Researchers have long explored ways to transplant pancreatic islets to treat type I diabetes in the long term to eliminate the need for continuous glucose monitoring and insulin injections. However, there are several challenges to this approach. Now, a study from researchers at the University of Illinois demonstrates insulin-secreting cells, called islets, show increased viability and function after spending twenty-one days inside tiny capsules containing even tinier capsules bearing a drug making the cells more resilient to oxygen deprivation. The team states their drug-carrying microsphere within a cell-bearing microcapsule could be the key to transplanting insulin-secreting pig pancreas cells into human patients whose own cells have been destroyed by type I diabetes. The study is published in the journal Drug Delivery and Translational Research.
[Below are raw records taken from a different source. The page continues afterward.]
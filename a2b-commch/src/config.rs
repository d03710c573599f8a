use crate::core::MailboxId;
use crate::time::Duration;

/// Default 7-bit I2C address of the local transceiver
pub const DEFAULT_LOCAL_ADDRESS: u8 = 0x68;

const DEFAULT_FRAME_TIMEOUT: Duration = Duration::from_millis(1000);

/// Slave adapter configuration
#[derive(Debug, Clone, Copy, PartialEq, Eq)]
#[cfg_attr(feature = "defmt", derive(defmt::Format))]
#[non_exhaustive]
pub struct SlaveConfig {
    /// I2C address of the transceiver the slave processor is attached to
    pub local_address: u8,
    /// Mailbox the master fills
    pub rx_mailbox: MailboxId,
    /// Mailbox the master consumes
    pub tx_mailbox: MailboxId,
    /// Minimum time between two mailbox status polls
    pub poll_interval: Duration,
    /// Time the master has to consume a written frame
    pub frame_timeout: Duration,
}

impl Default for SlaveConfig {
    fn default() -> Self {
        Self {
            local_address: DEFAULT_LOCAL_ADDRESS,
            rx_mailbox: MailboxId::Mailbox1,
            tx_mailbox: MailboxId::Mailbox0,
            poll_interval: Duration::from_millis(1),
            frame_timeout: DEFAULT_FRAME_TIMEOUT,
        }
    }
}

/// Master adapter configuration
///
/// Mailbox numbers refer to the slave transceivers. The defaults mirror `SlaveConfig`.
#[derive(Debug, Clone, Copy, PartialEq, Eq)]
#[cfg_attr(feature = "defmt", derive(defmt::Format))]
#[non_exhaustive]
pub struct MasterConfig {
    /// Mailbox the slaves fill
    pub rx_mailbox: MailboxId,
    /// Mailbox the master fills
    pub tx_mailbox: MailboxId,
    /// Time a slave has to consume a written frame
    pub frame_timeout: Duration,
}

impl Default for MasterConfig {
    fn default() -> Self {
        Self {
            rx_mailbox: MailboxId::Mailbox0,
            tx_mailbox: MailboxId::Mailbox1,
            frame_timeout: DEFAULT_FRAME_TIMEOUT,
        }
    }
}
#![macro_use]
#![allow(unused)]

use core::fmt::{Debug, Display, LowerHex};

#[cfg(all(feature = "defmt", feature = "log"))]
compile_error!("You may not enable both `defmt` and `log` features.");

#[collapse_debuginfo(yes)]
macro_rules! assert {
    ($($x:tt)*) => {
        {
            #[cfg(not(feature = "defmt"))]
            ::core::assert!($($x)*);
            #[cfg(feature = "defmt")]
            ::defmt::assert!($($x)*);
        }
    };
}

#[collapse_debuginfo(yes)]
macro_rules! assert_eq {
    ($($x:tt)*) => {
        {
            #[cfg(not(feature = "defmt"))]
            ::core::assert_eq!($($x)*);
            #[cfg(feature = "defmt")]
            ::defmt::assert_eq!($($x)*);
        }
    };
}

#[collapse_debuginfo(yes)]
macro_rules! debug_assert {
    ($($x:tt)*) => {
        {
            #[cfg(not(feature = "defmt"))]
            ::core::debug_assert!($($x)*);
            #[cfg(feature = "defmt")]
            ::defmt::debug_assert!($($x)*);
        }
    };
}

#[collapse_debuginfo(yes)]
macro_rules! unreachable {
    ($($x:tt)*) => {
        {
            #[cfg(not(feature = "defmt"))]
            ::core::unreachable!($($x)*);
            #[cfg(feature = "defmt")]
            ::defmt::unreachable!($($x)*);
        }
    };
}

#[collapse_debuginfo(yes)]
macro_rules! panic {
    ($($x:tt)*) => {
        {
            #[cfg(not(feature = "defmt"))]
            ::core::panic!($($x)*);
            #[cfg(feature = "defmt")]
            ::defmt::panic!($($x)*);
        }
    };
}

#[collapse_debuginfo(yes)]
macro_rules! trace {
    ($s:literal $(, $x:expr)* $(,)?) => {
        {
            #[cfg(feature = "log")]
            ::log::trace!($s $(, $x)*);
            #[cfg(feature = "defmt")]
            ::defmt::trace!($s $(, $x)*);
            #[cfg(not(any(feature = "log", feature="defmt")))]
            let _ = ($( & $x ),*);
        }
    };
}

#[collapse_debuginfo(yes)]
macro_rules! debug {
    ($s:literal $(, $x:expr)* $(,)?) => {
        {
            #[cfg(feature = "log")]
            ::log::debug!($s $(, $x)*);
            #[cfg(feature = "defmt")]
            ::defmt::debug!($s $(, $x)*);
            #[cfg(not(any(feature = "log", feature="defmt")))]
            let _ = ($( & $x ),*);
        }
    };
}

#[collapse_debuginfo(yes)]
macro_rules! info {
    ($s:literal $(, $x:expr)* $(,)?) => {
        {
            #[cfg(feature = "log")]
            ::log::info!($s $(, $x)*);
            #[cfg(feature = "defmt")]
            ::defmt::info!($s $(, $x)*);
            #[cfg(not(any(feature = "log", feature="defmt")))]
            let _ = ($( & $x ),*);
        }
    };
}

#[collapse_debuginfo(yes)]
macro_rules! warn {
    ($s:literal $(, $x:expr)* $(,)?) => {
        {
            #[cfg(feature = "log")]
            ::log::warn!($s $(, $x)*);
            #[cfg(feature = "defmt")]
            ::defmt::warn!($s $(, $x)*);
            #[cfg(not(any(feature = "log", feature="defmt")))]
            let _ = ($( & $x ),*);
        }
    };
}

#[collapse_debuginfo(yes)]
macro_rules! error {
    ($s:literal $(, $x:expr)* $(,)?) => {
        {
            #[cfg(feature = "log")]
            ::log::error!($s $(, $x)*);
            #[cfg(feature = "defmt")]
            ::defmt::error!($s $(, $x)*);
            #[cfg(not(any(feature = "log", feature="defmt")))]
            let _ = ($( & $x ),*);
        }
    };
}

#[cfg(feature = "defmt")]
#[collapse_debuginfo(yes)]
macro_rules! unwrap {
    ($($x:tt)*) => {
        ::defmt::unwrap!($($x)*)
    };
}

#[cfg(not(feature = "defmt"))]
#[collapse_debuginfo(yes)]
macro_rules! unwrap {
    ($arg:expr) => {
        match $crate::fmt::Try::into_result($arg) {
            ::core::result::Result::Ok(t) => t,
            ::core::result::Result::Err(e) => {
                ::core::panic!("unwrap of `{}` failed: {:?}", ::core::stringify!($arg), e);
            }
        }
    };
    ($arg:expr, $($msg:expr),+ $(,)? ) => {
        match $crate::fmt::Try::into_result($arg) {
            ::core::result::Result::Ok(t) => t,
            ::core::result::Result::Err(e) => {
                ::core::panic!("unwrap of `{}` failed: {}: {:?}", ::core::stringify!($arg), ::core::format_args!($($msg,)*), e);
            }
        }
    }
}

#[derive(Debug, Copy, Clone, Eq, PartialEq)]
pub struct NoneError;

pub trait Try {
    type Ok;
    type Error;
    fn into_result(self) -> Result<Self::Ok, Self::Error>;
}

impl<T> Try for Option<T> {
    type Ok = T;
    type Error = NoneError;

    #[inline]
    fn into_result(self) -> Result<T, NoneError> {
        self.ok_or(NoneError)
    }
}

impl<T, E> Try for Result<T, E> {
    type Ok = T;
    type Error = E;

    #[inline]
    fn into_result(self) -> Self {
        self
    }
}

pub(crate) struct Bytes<'a>(pub &'a [u8]);

impl<'a> Debug for Bytes<'a> {
    fn fmt(&self, f: &mut core::fmt::Formatter<'_>) -> core::fmt::Result {
        write!(f, "{:#02x?}", self.0)
    }
}

impl<'a> Display for Bytes<'a> {
    fn fmt(&self, f: &mut core::fmt::Formatter<'_>) -> core::fmt::Result {
        write!(f, "{:#02x?}", self.0)
    }
}

impl<'a> LowerHex for Bytes<'a> {
    fn fmt(&self, f: &mut core::fmt::Formatter<'_>) -> core::fmt::Result {
        write!(f, "{:#02x?}", self.0)
    }
}

#[cfg(feature = "defmt")]
impl<'a> defmt::Format for Bytes<'a> {
    fn format(&self, fmt: defmt::Formatter) {
        defmt::write!(fmt, "{:02x}", self.0)
    }
}
//! Monotonic time source

pub use embassy_time::{Duration, Instant};

/// Monotonic clock the transports read on every tick
///
/// The clock must never go backwards. Resolution should be at least one millisecond,
/// since timeouts are configured in milliseconds.
pub trait Clock {
    fn now(&self) -> Instant;
}

impl<C: Clock + ?Sized> Clock for &C {
    fn now(&self) -> Instant {
        (**self).now()
    }
}

/// Clock backed by the embassy time driver
#[derive(Debug, Clone, Copy, Default)]
pub struct SystemClock;

impl Clock for SystemClock {
    fn now(&self) -> Instant {
        Instant::now()
    }
}
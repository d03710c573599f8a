//! Raw mailbox payload

/// Number of data bytes a mailbox moves in one transfer
pub const PAYLOAD_LENGTH: usize = 4;

/// Content of the four mailbox data registers `B0..B3`
///
/// A mailbox transfer always carries the full four bytes; unused trailing bytes are padding.
#[derive(Debug, Clone, Copy, Default, PartialEq, Eq, Hash)]
#[cfg_attr(feature = "defmt", derive(defmt::Format))]
pub struct Payload([u8; PAYLOAD_LENGTH]);

impl Payload {
    pub const fn new(bytes: [u8; PAYLOAD_LENGTH]) -> Self {
        Self(bytes)
    }

    pub const fn into_bytes(self) -> [u8; PAYLOAD_LENGTH] {
        self.0
    }
}

impl From<[u8; PAYLOAD_LENGTH]> for Payload {
    fn from(value: [u8; PAYLOAD_LENGTH]) -> Self {
        Self(value)
    }
}

impl From<Payload> for [u8; PAYLOAD_LENGTH] {
    fn from(value: Payload) -> Self {
        value.0
    }
}

#[derive(Debug)]
#[cfg_attr(feature = "defmt", derive(defmt::Format))]
pub struct InvalidLength;

impl TryFrom<&[u8]> for Payload {
    type Error = InvalidLength;

    fn try_from(value: &[u8]) -> Result<Self, Self::Error> {
        let bytes: [u8; PAYLOAD_LENGTH] = value.try_into().map_err(|_| InvalidLength)?;
        Ok(Self(bytes))
    }
}

impl core::ops::Deref for Payload {
    type Target = [u8];

    fn deref(&self) -> &Self::Target {
        &self.0
    }
}

impl core::ops::DerefMut for Payload {
    fn deref_mut(&mut self) -> &mut Self::Target {
        &mut self.0
    }
}
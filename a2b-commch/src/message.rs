//! Application messages and their fixed-capacity storage

use core::cmp::min;

use crate::core::MessageId;
use crate::format::MAX_MESSAGE_LENGTH;

/// Application message
///
/// A transmitted message is copied into the transport on submission. A received message borrows
/// the transport buffer and is only valid within the event callback.
#[derive(Debug, Clone, Copy, PartialEq, Eq)]
#[cfg_attr(feature = "defmt", derive(defmt::Format))]
pub struct Message<'a> {
    pub id: MessageId,
    pub payload: &'a [u8],
}

impl<'a> Message<'a> {
    pub fn new(id: MessageId, payload: &'a [u8]) -> Self {
        Self { id, payload }
    }

    pub fn len(&self) -> usize {
        self.payload.len()
    }

    pub fn is_empty(&self) -> bool {
        self.payload.is_empty()
    }
}

#[derive(Debug, Clone, Copy, PartialEq, Eq)]
#[cfg_attr(feature = "defmt", derive(defmt::Format))]
pub struct CapacityExceeded;

/// Message storage with a declared length and a transfer cursor
///
/// The cursor counts bytes already read out (transmission) or written in (reception).
pub(crate) struct MessageBuffer {
    bytes: [u8; MAX_MESSAGE_LENGTH],
    length: usize,
    cursor: usize,
}

impl MessageBuffer {
    pub const CAPACITY: usize = MAX_MESSAGE_LENGTH;

    pub const fn new() -> Self {
        Self {
            bytes: [0; MAX_MESSAGE_LENGTH],
            length: 0,
            cursor: 0,
        }
    }

    /// Copies `data` in and rewinds the cursor.
    pub fn load(&mut self, data: &[u8]) -> Result<(), CapacityExceeded> {
        let target = self.bytes.get_mut(..data.len()).ok_or(CapacityExceeded)?;
        target.copy_from_slice(data);
        self.length = data.len();
        self.cursor = 0;
        Ok(())
    }

    /// Prepares reception of a `length`-byte message.
    pub fn declare(&mut self, length: usize) -> Result<(), CapacityExceeded> {
        if length > Self::CAPACITY {
            return Err(CapacityExceeded);
        }
        self.length = length;
        self.cursor = 0;
        Ok(())
    }

    /// Reads up to `max` bytes at the cursor and advances it.
    pub fn read(&mut self, max: usize) -> &[u8] {
        let start = self.cursor;
        let end = start + min(max, self.remaining());
        self.cursor = end;
        &self.bytes[start..end]
    }

    /// Appends the part of `data` that fits the declared length and advances the cursor.
    /// Returns the number of bytes taken.
    pub fn append(&mut self, data: &[u8]) -> usize {
        let taken = min(data.len(), self.remaining());
        self.bytes[self.cursor..self.cursor + taken].copy_from_slice(&data[..taken]);
        self.cursor += taken;
        taken
    }

    pub fn len(&self) -> usize {
        self.length
    }

    pub fn cursor(&self) -> usize {
        self.cursor
    }

    pub fn remaining(&self) -> usize {
        self.length - self.cursor
    }

    pub fn is_complete(&self) -> bool {
        self.cursor == self.length
    }

    /// The whole declared message, regardless of the cursor
    pub fn as_slice(&self) -> &[u8] {
        &self.bytes[..self.length]
    }

    /// Resets the cursor, keeping the content readable.
    pub fn rewind(&mut self) {
        self.cursor = 0;
    }

    pub fn clear(&mut self) {
        self.length = 0;
        self.cursor = 0;
    }
}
Previous studies have shown there are many hurdles to pancreatic islet transplantation, with functional, viable islets needed to secrete insulin when exposed to glucose. This is married to the fact once the islets are isolated from tissue, the next big challenge is to keep them alive and functioning after transplantation. The current study develops islets co-encapsulated with the exenatide-loaded microspheres exhibiting improved survival and glucose-stimulated insulin secretion, compared to those without.
The current study develops tiny microspheres loaded with a drug to improve cell viability and function in hypoxic conditions. The microspheres are designed to provide an extended-release of the drug over twenty-one days. The group packaged pig islets and the microspheres together within microcapsules and compared them with encapsulated islets minus the drug-containing microspheres over three weeks.
Results show after twenty-one days, around seventy-one percent of the islets packaged with the drug-releasing microspheres remained viable, while only about forty-five percent of the islets encapsulated on their own survived. Data findings show the cells with the microspheres also maintained their ability to produce insulin in response to glucose at a significantly higher level than those without the microspheres.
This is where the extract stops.